But the model has lost coherence since they can't move away from the word “law” and yet the laws are said to be mere “descriptions.” They seek to avoid a law giver. Then they vacillate between resorting to prescriptive or descriptive laws. This will be discussed in much detail in chapter 4Modern scientific thought lacks the principle of grounding necessary to complete a correlate between our theoretical picture of the world an understanding what actually is because we have given up on the logos. We have a fragmented set of observations, laws and principles but no higher scheme uniting the fragments under single transcendental signifier:

And most cosmologists agree: we don't need a god-of-the-gaps to make the big bang go bang. It can happen as part of a natural process. A much tougher problem now looms, however. What is the source of those ingenious laws that enable a universe to pop into being from nothing? Traditionally, scientists have supposed that the laws of physics were simply imprinted on the universe at its birth, like a maker's mark. As to their origin, well, that was left unexplained.[15]
They are still assuming a framework at the top without knowing what that framework is. For those who have given up on the project of truth it's even worse.

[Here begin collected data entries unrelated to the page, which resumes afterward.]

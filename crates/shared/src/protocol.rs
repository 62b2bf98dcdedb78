use serde::{Deserialize, Serialize};

use crate::domain::Email;

/// One activity record as returned by `GET /activities`. The listing maps
/// activity name to this shape; participant order is server-defined.
#[derive(Debug, Clone, Serialize, Deserialize)]
pub struct ActivityDetail {
    pub description: String,
    pub schedule: String,
    pub max_participants: u32,
    pub participants: Vec<Email>,
}

#[derive(Debug, Clone, Serialize, Deserialize)]
pub struct SignupResponse {
    pub message: String,
    #[serde(default, skip_serializing_if = "Option::is_none")]
    pub participants: Option<Vec<Email>>,
    #[serde(default, skip_serializing_if = "Option::is_none")]
    pub max_participants: Option<u32>,
}

#[derive(Debug, Clone, Serialize, Deserialize)]
pub struct UnregisterResponse {
    pub participants: Vec<Email>,
    pub max_participants: u32,
}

Jacques Derrida (1930-2004) is perhaps the closest thing to the major voice of postmodernism. If we were to try to sum up in one sentence a single idea emblematic of postmodernism we could not do better than to say postmodernism is the view that three are no meta narratives. Derrida, working in the philosophical heritage of Edmomnd Husseral. “Given this ontological critique, which Derrida claims pervades all of western philosophy, Derrida asserts a sort of post-metaphysical, post-foundational, perspective of reality that is not so much a new philosophy, but rather one that no longer naively accepts the arbitrary metaphysical claims of western thought.[16]  Derrida holds that western thought has always assumed a logos, or a transcendental signified. “For essential reasons the unity of all that allows itself to be attempted today through the most diverse concepts of science and of writing, is in principle, more or less covertly, yet always, determined by an historico-metaphysical epoch of which we merely glimpse the closure.”[17]

Rather than seeking to destroy all truth he seeks to show that the modern metaphysical referents to which the assumptions of logos pertain are inherently problematic.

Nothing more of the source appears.